第五十四話

 平然とした表情で気配を消した背後からの強襲に対応したサリーナ。それに対して強襲した男の心境は穏やかなものではなかった。視界外からの完璧な不意打ちのはずだった。何より男がサリーナの背後を取った時、彼女がそれに気が付いた様子はなかったはずなのだ。
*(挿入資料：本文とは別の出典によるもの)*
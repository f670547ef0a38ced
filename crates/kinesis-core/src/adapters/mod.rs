//! Signal adapters: one per input modality.
//!
//! An adapter owns its container's child elements, turns raw input into a
//! normalized signal and writes the composed result through the host's
//! [`StyleSink`]. Scheduling, throttling and visibility gating live in
//! [`crate::lifecycle::Controller`]; adapters only react.

pub mod audio;
pub mod depth;
pub mod path;
pub mod pointer;
pub mod proximity;
pub mod scroll;

use crate::config::{AttributeSource, ContainerConfig, ElementConfig};
use crate::constants::DEFAULT_STRENGTH;
use crate::error::{ConstructionError, Result};
use crate::host::{Node, StyleSink, Surface};
use crate::scheduler::{Scheduler, TaskHandle};
use crate::transform::{reset, ScaleProfile, TransformDescriptor};
use glam::Vec2;

pub use audio::{AudioAdapter, SpectrumSource};
pub use depth::DepthAdapter;
pub use path::{PathAdapter, PathGeometry};
pub use pointer::PointerAdapter;
pub use proximity::ProximityAdapter;
pub use scroll::ScrollAdapter;

/// Raw input delivered by the host.
#[derive(Clone, Copy, Debug, PartialEq)]
pub enum InputEvent {
    PointerEnter,
    /// Pointer position in viewport coordinates.
    PointerMove(Vec2),
    PointerLeave,
    Scroll,
}

impl InputEvent {
    /// Moves and scrolls arrive in bursts and go through the throttle.
    pub fn is_throttled(&self) -> bool {
        matches!(self, InputEvent::PointerMove(_) | InputEvent::Scroll)
    }
}

/// What an adapter may touch while handling a callback.
pub struct Cx<'a> {
    pub surface: &'a mut dyn Surface,
    pub scheduler: &'a mut dyn Scheduler,
}

/// An element (or container) as handed over by the host at construction.
pub struct Mount<'a> {
    pub attrs: &'a dyn AttributeSource,
    /// Transform present before any effect, `""` when none.
    pub baseline: String,
}

impl<'a> Mount<'a> {
    pub fn new(attrs: &'a dyn AttributeSource, baseline: impl Into<String>) -> Self {
        Self {
            attrs,
            baseline: baseline.into(),
        }
    }

    pub fn require(&self, marker: &'static str) -> Result<()> {
        if self.attrs.has(marker) {
            Ok(())
        } else {
            Err(ConstructionError::MissingMarker(marker))
        }
    }
}

/// Replacement configuration for a live adapter. Element entries are matched
/// by position; extra entries are ignored and missing ones keep their config.
#[derive(Clone, Debug, PartialEq)]
pub struct Reconfigure<C, E> {
    pub container: C,
    pub elements: Vec<E>,
}

pub trait Adapter {
    type Config;

    fn name(&self) -> &'static str;
    fn container(&self) -> &ContainerConfig;

    /// One-off style setup (transitions, origins, perspective).
    fn mount(&mut self, surface: &mut dyn Surface);

    /// Whether a per-frame loop should run while bound.
    fn wants_frames(&self) -> bool {
        false
    }

    /// The container became active and visible.
    fn activate(&mut self, _cx: &mut Cx<'_>) {}

    fn input(&mut self, event: InputEvent, cx: &mut Cx<'_>);

    fn frame(&mut self, _cx: &mut Cx<'_>) {}

    /// A task the adapter scheduled itself has fired. Returns whether the
    /// handle belonged to this adapter.
    fn task(&mut self, _handle: TaskHandle, _cx: &mut Cx<'_>) -> bool {
        false
    }

    /// Cancel adapter-owned tasks and return every element to its baseline.
    fn deactivate(&mut self, cx: &mut Cx<'_>);

    /// Final teardown. Defaults to [`Adapter::deactivate`].
    fn destroy(&mut self, cx: &mut Cx<'_>) {
        self.deactivate(cx);
    }

    fn reconfigure(&mut self, config: Self::Config, surface: &mut dyn Surface);

    /// Re-read configuration from the live attributes of the container and
    /// its children, in mount order.
    fn read_config(
        container: &dyn AttributeSource,
        children: &[&dyn AttributeSource],
    ) -> Result<Self::Config>
    where
        Self: Sized;
}

/// Per-element record of what was captured and what was last written.
#[derive(Clone, Debug, Default, PartialEq)]
pub struct TransformState {
    baseline: String,
    pub previous_signal: f32,
    last_applied: Option<TransformDescriptor>,
}

impl TransformState {
    pub fn new(baseline: impl Into<String>) -> Self {
        Self {
            baseline: baseline.into(),
            previous_signal: 0.0,
            last_applied: None,
        }
    }

    pub fn baseline(&self) -> &str {
        &self.baseline
    }

    pub fn last_applied(&self) -> Option<&TransformDescriptor> {
        self.last_applied.as_ref()
    }

    /// Write `desc` unless it is what the element already shows.
    pub fn apply<K: StyleSink + ?Sized>(&mut self, node: Node, desc: TransformDescriptor, sink: &mut K) {
        if self.last_applied.as_ref() == Some(&desc) {
            return;
        }
        sink.set_transform(node, &desc.to_css());
        self.last_applied = Some(desc);
    }

    pub fn reset<K: StyleSink + ?Sized>(&mut self, node: Node, sink: &mut K) {
        let desc = reset(&self.baseline);
        sink.set_transform(node, &desc.to_css());
        self.previous_signal = 0.0;
        self.last_applied = Some(desc);
    }
}

/// A child driven by the shared axis/strength model.
#[derive(Clone, Debug)]
pub struct TransformElement {
    pub config: ElementConfig,
    pub state: TransformState,
}

impl TransformElement {
    pub fn from_mount(mount: &Mount<'_>, marker: &'static str, default_strength: f32) -> Result<Self> {
        mount.require(marker)?;
        Ok(Self {
            config: ElementConfig::from_attributes(mount.attrs, default_strength),
            state: TransformState::new(mount.baseline.clone()),
        })
    }

    pub fn apply<K: StyleSink + ?Sized>(
        &mut self,
        node: Node,
        x: f32,
        y: f32,
        scale: ScaleProfile,
        sink: &mut K,
    ) {
        let desc = self.config.compose(self.state.baseline(), x, y, scale);
        self.state.previous_signal = x;
        self.state.apply(node, desc, sink);
    }
}

pub(crate) fn build_elements(
    children: Vec<Mount<'_>>,
    marker: &'static str,
    default_strength: f32,
) -> Result<Vec<TransformElement>> {
    children
        .iter()
        .map(|m| TransformElement::from_mount(m, marker, default_strength))
        .collect()
}

/// Perspective and 3D context on the container, transition and origin on
/// every child.
pub(crate) fn mount_transform_elements(
    container: &ContainerConfig,
    elements: &[TransformElement],
    surface: &mut dyn Surface,
) {
    surface.set_property(
        Node::Container,
        "perspective",
        &format!("{}px", container.perspective_px),
    );
    surface.set_property(Node::Container, "transform-style", "preserve-3d");
    let transition = container.transition("transform");
    for (i, el) in elements.iter().enumerate() {
        surface.set_property(Node::Child(i), "transition", &transition);
        surface.set_property(Node::Child(i), "transform-origin", &el.config.transform_origin);
    }
}

pub(crate) fn reset_all<K: StyleSink + ?Sized>(elements: &mut [TransformElement], sink: &mut K) {
    for (i, el) in elements.iter_mut().enumerate() {
        el.state.reset(Node::Child(i), sink);
    }
}

pub(crate) fn read_transform_config(
    container: &dyn AttributeSource,
    children: &[&dyn AttributeSource],
) -> Reconfigure<ContainerConfig, ElementConfig> {
    Reconfigure {
        container: ContainerConfig::from_attributes(container),
        elements: children
            .iter()
            .map(|c| ElementConfig::from_attributes(*c, DEFAULT_STRENGTH))
            .collect(),
    }
}

pub(crate) fn reconfigure_elements(elements: &mut [TransformElement], configs: Vec<ElementConfig>) {
    for (el, cfg) in elements.iter_mut().zip(configs) {
        el.config = cfg;
    }
}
「……久しぶり、とでも言うべきですかね。ノストラル、アレイスロア支部長補佐ゲイル・ルトビス。それとも元Aランク冒険者、炎廊えんろうのフレイルと呼んだ方がいいですか?」


 剣を払ったサリーナが男に向き合い、鋭く睨みつける。

 自らの正体を見破られ驚きの声を漏らすゲイル。


「あなた随分と変わりましたね。私の知るあなたはもっと正義感のある人だと思っていたんですけど…………人は変わるものなのかあるいは私の勘違いということですかね。やはり私には人を見る目がないのかもしれないですね。まぁ、それはさておきその腰のアイテムはどうしたのですか?」


 警戒するゲイルとは対照にサリーナは刀を鞘に納める。


「き、聞かれたことを俺が素直に答えてやる義理はない。それにこんなものがなくとも俺はお前が消えてからも、それこそ何もかもを犠牲にここまで這いあがってきたのだ。今更お前が出て来ようとも……そうだ今の俺なら昔のお前よりも強い」


 まるで自分に言い聞かせるようにゲイルは言い放つ。しかし、その言葉は震え彼が構える剣もまた小刻みに揺れている。
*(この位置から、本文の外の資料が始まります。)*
//! Per-modality signal normalization.

use crate::host::Rect;
use glam::Vec2;

/// Pointer position relative to `rect`, recentered to `[-1, 1]²`.
/// Degenerate rects yield the neutral signal.
pub fn pointer_signal(pointer: Vec2, rect: &Rect) -> Vec2 {
    let half = rect.half_extent();
    if half.x <= 0.0 || half.y <= 0.0 {
        return Vec2::ZERO;
    }
    ((pointer - rect.center()) / half).clamp(Vec2::splat(-1.0), Vec2::ONE)
}

/// How far `rect` has travelled through the viewport: 0 when its top sits on
/// the bottom edge, 1 once its bottom has left through the top edge.
pub fn scroll_progress(viewport_height: f32, rect: &Rect) -> f32 {
    let span = viewport_height + rect.height;
    if span <= 0.0 {
        return 0.0;
    }
    ((viewport_height - rect.top) / span).clamp(0.0, 1.0)
}

/// Horizontal pointer signal mapped onto `[0, 1]` progress.
#[inline]
pub fn pointer_progress(x: f32) -> f32 {
    ((x + 1.0) / 2.0).clamp(0.0, 1.0)
}

/// Pointer offset from an element's center.
#[derive(Clone, Copy, Debug, PartialEq)]
pub struct Proximity {
    pub delta: Vec2,
    pub distance: f32,
}

impl Proximity {
    pub fn measure(pointer: Vec2, rect: &Rect) -> Self {
        let delta = pointer - rect.center();
        Self {
            delta,
            distance: delta.length(),
        }
    }

    /// Unit vector toward the pointer; zero when the pointer is on center.
    pub fn direction(&self) -> Vec2 {
        if self.distance > 0.0 {
            self.delta / self.distance
        } else {
            Vec2::ZERO
        }
    }
}

/// Linear falloff: 1 at the center, 0 at and beyond `start_radius`.
pub fn proximity_factor(distance: f32, start_radius: f32) -> f32 {
    if start_radius <= 0.0 {
        return 0.0;
    }
    1.0 - (distance / start_radius).clamp(0.0, 1.0)
}

/// Position along a path in percent, wrapped into `[0, 100)`.
pub fn path_offset(initial_offset: f32, progress: f32, strength: f32) -> f32 {
    (initial_offset + progress * strength * 100.0).rem_euclid(100.0)
}

/// Container rotation (degrees) for the depth modality: `x` pitches, `y` yaws.
pub fn depth_rotation(signal: Vec2, sensitivity: f32, inverted: bool) -> Vec2 {
    let sign = if inverted { -1.0 } else { 1.0 };
    Vec2::new(signal.y, signal.x) * sensitivity * sign
}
「はぁ、その魔道具に関しては聞かなくても分かってはいますが、となれば当然あなたも知ってますよね。それが国宝級の宝具と同価値の物であり持ち出すことが禁じられていることも。それに、これは正式な依頼ですしそれを取り返すためならばある程度の殺傷も許容されています……無駄でしょうけれど投降するなら今のうちですよ」


「はっ、何を馬鹿な。魔法が効かない今の俺なら―――」


 ゲイルが言い切るよりも前に一瞬にして彼の懐にもぐりこんだサリーナは無防備な彼に向かってショックを放った。瞬間、眩い発光と飛び散る雷撃が辺りを白く映し出す。


「……かはっ、どうして俺に雷撃が、魔法が届く」


「どうもあなたは犠牲にするものとその手段をだいぶ間違えているように思うんですけど、ただまあ流石は冒険者と言うべきですかね。諦めの悪さだけは一級品のようで。ですがあいにく守るものすら犠牲にしたあなたに守るものがある私は負けませんし、そもそも比べるなら今のあなたと今の私を比べるべきでしょう」


 サリーナは後ろに飛び去り、ゲイルはその場に膝を着く。


「もとより最初の一撃で気が付くべきです。背後から不意打ちをかけて仕留められてない時点であなたは私より劣っている。事実あなたも分かっていたでしょう、少なからず慌てていたのですから。ただやはり不思議です。どうしてあなたはあんな三流とも言えないようなクズの下についてるんですか、まともにやりあえばあなたの方が強さは何段か上のはずです。私にはあなたが命を懸けてまで従う義務というか必要性があるとは思えないのですが」


「は、それこそお前に教える義理もなければ道理もない。俺は俺が必要だと思うからここにいる。それ以上に理由などいらない―――これ以上話していても埒が明かないだろ、こいつを返して欲しければ俺から奪い取るこった」


 剣を地面に突き立て立ち上がるゲイル。

 その様子にため息をこぼすサリーナだったが彼が再び構え直した剣を見てその顔には驚きの色が見て取れた。ただそれも一瞬のことで僅かに口角を上げたサリーナは静かに刀を引き抜いた。